Tokio, 23 de enero de 2026 – El banco central de Japón mantuvo sin cambios su tasa de interés clave en el 0,75 %, según informó en un comunicado emitido este viernes.
El Banco de Japón (BOJ) comenzó a subir las tasas desde niveles negativos en 2024, después de que diversos indicadores señalaran el fin de las “décadas perdidas” de estancamiento económico del país.
Esta continuidad en la política monetaria era ampliamente esperada por los analistas, especialmente tras la subida de tasas realizada a mediados de diciembre.

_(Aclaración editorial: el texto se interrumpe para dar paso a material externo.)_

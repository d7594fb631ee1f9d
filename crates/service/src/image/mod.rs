//! Image module: uploads client files to the cloud bucket and deletes them.
//!
//! Two layers: `storage` talks to the bucket, `service` owns naming, the
//! transient staging file and the fixed result strings returned to clients.

pub mod credentials;
pub mod errors;
pub mod staging;
pub mod storage;
pub mod service;

pub use errors::{ImageError, StorageError};
pub use service::{FileUpload, ImageConfig, ImageService};
pub use storage::{GcsObjectStorage, ObjectStorage};
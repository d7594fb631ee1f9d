//! Shared building blocks for the character API crates: logging setup,
//! runtime environment checks, Prometheus metrics and small wire types.

pub mod types;
pub mod utils;
pub mod env;
pub mod metrics;
use once_cell::sync::Lazy;
use prometheus::{register_int_counter_vec, Encoder, IntCounterVec, TextEncoder};

// Prometheus metrics (default registry)
pub static CHARACTER_OPS_TOTAL: Lazy<IntCounterVec> = Lazy::new(|| {
    register_int_counter_vec!(
        "dragonball_character_ops_total",
        "Character service operations by kind",
        &["op"]
    )
    .expect("register character_ops_total")
});

pub static IMAGE_UPLOADS_TOTAL: Lazy<IntCounterVec> = Lazy::new(|| {
    register_int_counter_vec!(
        "dragonball_image_uploads_total",
        "Image uploads by outcome",
        &["outcome"]
    )
    .expect("register image_uploads_total")
});

pub static IMAGE_DELETES_TOTAL: Lazy<IntCounterVec> = Lazy::new(|| {
    register_int_counter_vec!(
        "dragonball_image_deletes_total",
        "Image deletions by outcome",
        &["outcome"]
    )
    .expect("register image_deletes_total")
});

pub fn record_character_op(op: &str) {
    CHARACTER_OPS_TOTAL.with_label_values(&[op]).inc();
}

pub fn record_image_upload(ok: bool) {
    IMAGE_UPLOADS_TOTAL
        .with_label_values(&[if ok { "ok" } else { "error" }])
        .inc();
}

pub fn record_image_delete(ok: bool) {
    IMAGE_DELETES_TOTAL
        .with_label_values(&[if ok { "ok" } else { "error" }])
        .inc();
}

pub fn encode_metrics() -> (axum::http::StatusCode, String) {
    let encoder = TextEncoder::new();
    let metric_families = prometheus::gather();
    let mut buffer = Vec::new();
    if let Err(e) = encoder.encode(&metric_families, &mut buffer) {
        return (
            axum::http::StatusCode::INTERNAL_SERVER_ERROR,
            format!("metrics encode error: {e}"),
        );
    }
    (
        axum::http::StatusCode::OK,
        String::from_utf8(buffer).unwrap_or_default(),
    )
}
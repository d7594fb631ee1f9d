//! Service layer providing the character CRUD and image storage operations.
//! - Separates business logic from data access and from the object store.
//! - Reuses entity definitions in the `models` crate.
//! - Store and storage seams are traits so tests can swap in memory fakes.

pub mod errors;
pub mod runtime;
pub mod character;
pub mod image;
#[cfg(test)]
pub mod test_support;
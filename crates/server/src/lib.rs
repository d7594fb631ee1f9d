pub mod dto;
pub mod errors;
pub mod openapi;
pub mod routes;
pub mod startup;
pub mod state;

pub use startup::{run, run_with_config};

El BOJ prevé que la inflación de los precios al consumidor, excluyendo los alimentos frescos, caiga por debajo del 2 % interanual durante la primera mitad de 2026, destacando las medidas adoptadas por el gobierno para controlar la inflación.
La decisión del banco llega en un momento en que la primera ministra japonesa, Sanae Takaichi, se prepara para disolver el parlamento antes de unas elecciones anticipadas programadas para el 8 de febrero.
El descontento público por el aumento de los precios contribuyó en gran medida a la caída del anterior primer ministro, Shigeru Ishiba, a quien Takaichi sucedió en octubre, prometiendo enfrentar el problema y fortalecer la cuarta economía más grande del mundo.
“Es probable que la economía japonesa continúe creciendo de manera moderada, a medida que las economías extranjeras retoman una senda de crecimiento y el ciclo virtuoso de ingresos a gasto se intensifica gradualmente”, afirmó el Banco de Japón.